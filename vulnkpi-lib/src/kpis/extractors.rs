//! Functions behind the computed KPI keys.
//!
//! Every function here has the shape of a [`ValueFn`](super::ValueFn) or a
//! [`ValuesFn`](super::ValuesFn), or is a pure helper used by one.

use crate::Result;
use crate::dataset::{Dataset, Record, cve_refs, days_between, parse_date, release_refs};
use ohno::app_err;
use serde_json::Value;

const NLOC_PER_UNIT: f64 = 10_000.0;

/// Map a categorical CVSS impact label to its integer level.
///
/// `none` is 0, `low` and `partial` are 1, `high` and `complete` are 2. Matching
/// ignores case; any other label has no level.
#[must_use]
pub fn impact_level(label: &str) -> Option<u8> {
    match label.to_lowercase().as_str() {
        "none" => Some(0),
        "low" | "partial" => Some(1),
        "high" | "complete" => Some(2),
        _ => None,
    }
}

/// Numeric impact for a CIA field that may hold a label or a number.
#[must_use]
pub fn impact_score(value: Option<&Value>) -> Option<f64> {
    match value? {
        Value::Number(n) => n.as_f64(),
        Value::String(label) => impact_level(label).map(f64::from),
        _ => None,
    }
}

pub fn confidentiality_impact(_: &Dataset, cve: &Record) -> Result<Option<f64>> {
    Ok(impact_score(cve.get("cvss_confidentiality_impact")))
}

pub fn integrity_impact(_: &Dataset, cve: &Record) -> Result<Option<f64>> {
    Ok(impact_score(cve.get("cvss_integrity_impact")))
}

pub fn availability_impact(_: &Dataset, cve: &Record) -> Result<Option<f64>> {
    Ok(impact_score(cve.get("cvss_availability_impact")))
}

#[expect(clippy::cast_precision_loss, reason = "identifier counts are far below 2^52")]
pub fn cve_count(_: &Dataset, entry: &Record) -> Result<Option<f64>> {
    Ok(Some(cve_refs(entry)?.len() as f64))
}

#[expect(clippy::cast_precision_loss, reason = "identifier counts are far below 2^52")]
pub fn release_count(_: &Dataset, entry: &Record) -> Result<Option<f64>> {
    Ok(Some(release_refs(entry)?.len() as f64))
}

/// CVEs on the entry per 10,000 lines of code across the entry's releases.
///
/// Releases missing from the dataset or without `nloc_total` add nothing to the
/// line count. Yields no observation when the total line count is zero.
#[expect(clippy::cast_precision_loss, reason = "identifier counts are far below 2^52")]
pub fn cves_per_nloc(data: &Dataset, entry: &Record) -> Result<Option<f64>> {
    let total_nloc: f64 = release_refs(entry)?
        .into_iter()
        .filter_map(|id| data.release(id).and_then(|release| release.number("nloc_total")))
        .sum();
    let total_cves = cve_refs(entry)?.len() as f64;

    if total_nloc > 0.0 {
        Ok(Some(total_cves / (total_nloc / NLOC_PER_UNIT)))
    } else {
        Ok(None)
    }
}

/// Total issues reported by the security linter for a release.
pub fn linter_issues(_: &Dataset, release: &Record) -> Result<Option<f64>> {
    Ok(release.nested_number("bandit_report", "issues_total"))
}

pub fn linter_high_severity_issues(_: &Dataset, release: &Record) -> Result<Option<f64>> {
    Ok(release.nested_number("bandit_report", "severity_high_count"))
}

pub fn linter_medium_severity_issues(_: &Dataset, release: &Record) -> Result<Option<f64>> {
    Ok(release.nested_number("bandit_report", "severity_medium_count"))
}

pub fn linter_low_severity_issues(_: &Dataset, release: &Record) -> Result<Option<f64>> {
    Ok(release.nested_number("bandit_report", "severity_low_count"))
}

/// Date a patch lag is measured from.
#[derive(Debug, Clone, Copy, PartialEq, Eq)]
pub enum LagStart {
    /// The affected release's publish date.
    Release,

    /// The CVE's disclosure date.
    Cve,
}

/// Unit a patch lag is reported in.
#[derive(Debug, Clone, Copy, PartialEq, Eq)]
pub enum LagUnit {
    Days,
    Months,
    Years,
}

impl LagUnit {
    #[must_use]
    pub const fn days(self) -> f64 {
        match self {
            Self::Days => 1.0,
            Self::Months => 30.0,
            Self::Years => 365.0,
        }
    }
}

/// Patch lags for every (release, CVE) pair on a timeline entry.
///
/// For each release on the entry and each CVE on the entry, every applicability
/// item of the CVE naming that release yields `(patched_at - start)` in `unit`.
/// Items without a patch date, or pairs without a start date, yield nothing.
///
/// # Errors
///
/// Returns an error if the entry's references are malformed or name a CVE that is
/// not in the dataset.
#[expect(clippy::cast_precision_loss, reason = "day counts are far below 2^52")]
pub fn patch_lag(data: &Dataset, entry: &Record, unit: LagUnit, start: LagStart) -> Result<Vec<f64>> {
    let release_ids = release_refs(entry)?;
    let cve_ids = cve_refs(entry)?;
    let mut lags = Vec::new();

    for release_id in release_ids {
        let release_published_at = data.release(release_id).and_then(|release| release.date("published_at"));

        for &cve_id in &cve_ids {
            let cve = data
                .cve(cve_id)
                .ok_or_else(|| app_err!("CVE '{cve_id}' is not in the dataset"))?;

            let start_at = match start {
                LagStart::Release => release_published_at,
                LagStart::Cve => cve.date("published_at"),
            };

            for app in cve.items("applicability") {
                if !is_applicable(release_id, app) {
                    continue;
                }

                let patched_at = app.get("patched_at").and_then(parse_date);
                if let (Some(patched_at), Some(start_at)) = (patched_at, start_at) {
                    lags.push(days_between(start_at, patched_at) as f64 / unit.days());
                }
            }
        }
    }

    Ok(lags)
}

/// Whether an applicability item names the given release.
#[must_use]
pub fn is_applicable(release_id: &str, app: &Value) -> bool {
    match app.get("release_id") {
        Some(Value::String(id)) => id == release_id,
        Some(Value::Number(id)) => id.to_string() == release_id,
        _ => false,
    }
}

pub fn release_lag_days(data: &Dataset, entry: &Record) -> Result<Vec<f64>> {
    patch_lag(data, entry, LagUnit::Days, LagStart::Release)
}

pub fn cve_lag_days(data: &Dataset, entry: &Record) -> Result<Vec<f64>> {
    patch_lag(data, entry, LagUnit::Days, LagStart::Cve)
}

pub fn release_lag_months(data: &Dataset, entry: &Record) -> Result<Vec<f64>> {
    patch_lag(data, entry, LagUnit::Months, LagStart::Release)
}

pub fn cve_lag_months(data: &Dataset, entry: &Record) -> Result<Vec<f64>> {
    patch_lag(data, entry, LagUnit::Months, LagStart::Cve)
}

TASK REQUIREMENTS: All of the data above should be duplicated exactly.

SOLUTION TO THIS PROBLEM:
filename vulnkpi-lib/src/kpis/extractors.rs
//! Functions behind the computed KPI keys.
//!
//! Every function here has the shape of a [`ValueFn`](super::ValueFn) or a
//! [`ValuesFn`](super::ValuesFn), or is a pure helper used by one.

use crate::Result;
use crate::dataset::{Dataset, Record, cve_refs, days_between, parse_date, release_refs};
use ohno::app_err;
use serde_json::Value;

const NLOC_PER_UNIT: f64 = 10_000.0;

/// Map a categorical CVSS impact label to its integer level.
///
/// `none` is 0, `low` and `partial` are 1, `high` and `complete` are 2. Matching
/// ignores case; any other label has no level.
#[must_use]
pub fn impact_level(label: &str) -> Option<u8> {
    match label.to_lowercase().as_str() {
        "none" => Some(0),
        "low" | "partial" => Some(1),
        "high" | "complete" => Some(2),
        _ => None,
    }
}

/// Numeric impact for a CIA field that may hold a label or a number.
#[must_use]
pub fn impact_score(value: Option<&Value>) -> Option<f64> {
    match value? {
        Value::Number(n) => n.as_f64(),
        Value::String(label) => impact_level(label).map(f64::from),
        _ => None,
    }
}

pub fn confidentiality_impact(_: &Dataset, cve: &Record) -> Result<Option<f64>> {
    Ok(impact_score(cve.get("cvss_confidentiality_impact")))
}

pub fn integrity_impact(_: &Dataset, cve: &Record) -> Result<Option<f64>> {
    Ok(impact_score(cve.get("cvss_integrity_impact")))
}

pub fn availability_impact(_: &Dataset, cve: &Record) -> Result<Option<f64>> {
    Ok(impact_score(cve.get("cvss_availability_impact")))
}

#[expect(clippy::cast_precision_loss, reason = "identifier counts are far below 2^52")]
pub fn cve_count(_: &Dataset, entry: &Record) -> Result<Option<f64>> {
    Ok(Some(cve_refs(entry)?.len() as f64))
}

#[expect(clippy::cast_precision_loss, reason = "identifier counts are far below 2^52")]
pub fn release_count(_: &Dataset, entry: &Record) -> Result<Option<f64>> {
    Ok(Some(release_refs(entry)?.len() as f64))
}

/// CVEs on the entry per 10,000 lines of code across the entry's releases.
///
/// Releases missing from the dataset or without `nloc_total` add nothing to the
/// line count. Yields no observation when the total line count is zero.
#[expect(clippy::cast_precision_loss, reason = "identifier counts are far below 2^52")]
pub fn cves_per_nloc(data: &Dataset, entry: &Record) -> Result<Option<f64>> {
    let total_nloc: f64 = release_refs(entry)?
        .into_iter()
        .filter_map(|id| data.release(id).and_then(|release| release.number("nloc_total")))
        .sum();
    let total_cves = cve_refs(entry)?.len() as f64;

    if total_nloc > 0.0 {
        Ok(Some(total_cves / (total_nloc / NLOC_PER_UNIT)))
    } else {
        Ok(None)
    }
}

/// Total issues reported by the security linter for a release.
pub fn linter_issues(_: &Dataset, release: &Record) -> Result<Option<f64>> {
    Ok(release.nested_number("bandit_report", "issues_total"))
}

pub fn linter_high_severity_issues(_: &Dataset, release: &Record) -> Result<Option<f64>> {
    Ok(release.nested_number("bandit_report", "severity_high_count"))
}

pub fn linter_medium_severity_issues(_: &Dataset, release: &Record) -> Result<Option<f64>> {
    Ok(release.nested_number("bandit_report", "severity_medium_count"))
}

pub fn linter_low_severity_issues(_: &Dataset, release: &Record) -> Result<Option<f64>> {
    Ok(release.nested_number("bandit_report", "severity_low_count"))
}

/// Date a patch lag is measured from.
#[derive(Debug, Clone, Copy, PartialEq, Eq)]
pub enum LagStart {
    /// The affected release's publish date.
    Release,

    /// The CVE's disclosure date.
    Cve,
}

/// Unit a patch lag is reported in.
#[derive(Debug, Clone, Copy, PartialEq, Eq)]
pub enum LagUnit {
    Days,
    Months,
    Years,
}

impl LagUnit {
    #[must_use]
    pub const fn days(self) -> f64 {
        match self {
            Self::Days => 1.0,
            Self::Months => 30.0,
            Self::Years => 365.0,
        }
    }
}

/// Patch lags for every (release, CVE) pair on a timeline entry.
///
/// For each release on the entry and each CVE on the entry, every applicability
/// item of the CVE naming that release yields `(patched_at - start)` in `unit`.
/// Items without a patch date, or pairs without a start date, yield nothing.
///
/// # Errors
///
/// Returns an error if the entry's references are malformed or name a CVE that is
/// not in the dataset.
#[expect(clippy::cast_precision_loss, reason = "day counts are far below 2^52")]
pub fn patch_lag(data: &Dataset, entry: &Record, unit: LagUnit, start: LagStart) -> Result<Vec<f64>> {
    let release_ids = release_refs(entry)?;
    let cve_ids = cve_refs(entry)?;
    let mut lags = Vec::new();

    for release_id in release_ids {
        let release_published_at = data.release(release_id).and_then(|release| release.date("published_at"));

        for &cve_id in &cve_ids {
            let cve = data
                .cve(cve_id)
                .ok_or_else(|| app_err!("CVE '{cve_id}' is not in the dataset"))?;

            let start_at = match start {
                LagStart::Release => release_published_at,
                LagStart::Cve => cve.date("published_at"),
            };

            for app in cve.items("applicability") {
                if !is_applicable(release_id, app) {
                    continue;
                }

                let patched_at = app.get("patched_at").and_then(parse_date);
                if let (Some(patched_at), Some(start_at)) = (patched_at, start_at) {
                    lags.push(days_between(start_at, patched_at) as f64 / unit.days());
                }
            }
        }
    }

    Ok(lags)
}

/// Whether an applicability item names the given release.
#[must_use]
pub fn is_applicable(release_id: &str, app: &Value) -> bool {
    match app.get("release_id") {
        Some(Value::String(id)) => id == release_id,
        Some(Value::Number(id)) => id.to_string() == release_id,
        _ => false,
    }
}

pub fn release_lag_days(data: &Dataset, entry: &Record) -> Result<Vec<f64>> {
    patch_lag(data, entry, LagUnit::Days, LagStart::Release)
}

pub fn cve_lag_days(data: &Dataset, entry: &Record) -> Result<Vec<f64>> {
    patch_lag(data, entry, LagUnit::Days, LagStart::Cve)
}

pub fn release_lag_months(data: &Dataset, entry: &Record) -> Result<Vec<f64>> {
    patch_lag(data, entry, LagUnit::Months, LagStart::Release)
}

pub fn cve_lag_months(data: &Dataset, entry: &Record) -> Result<Vec<f64>> {
    patch_lag(data, entry, LagUnit::Months, LagStart::Cve)
}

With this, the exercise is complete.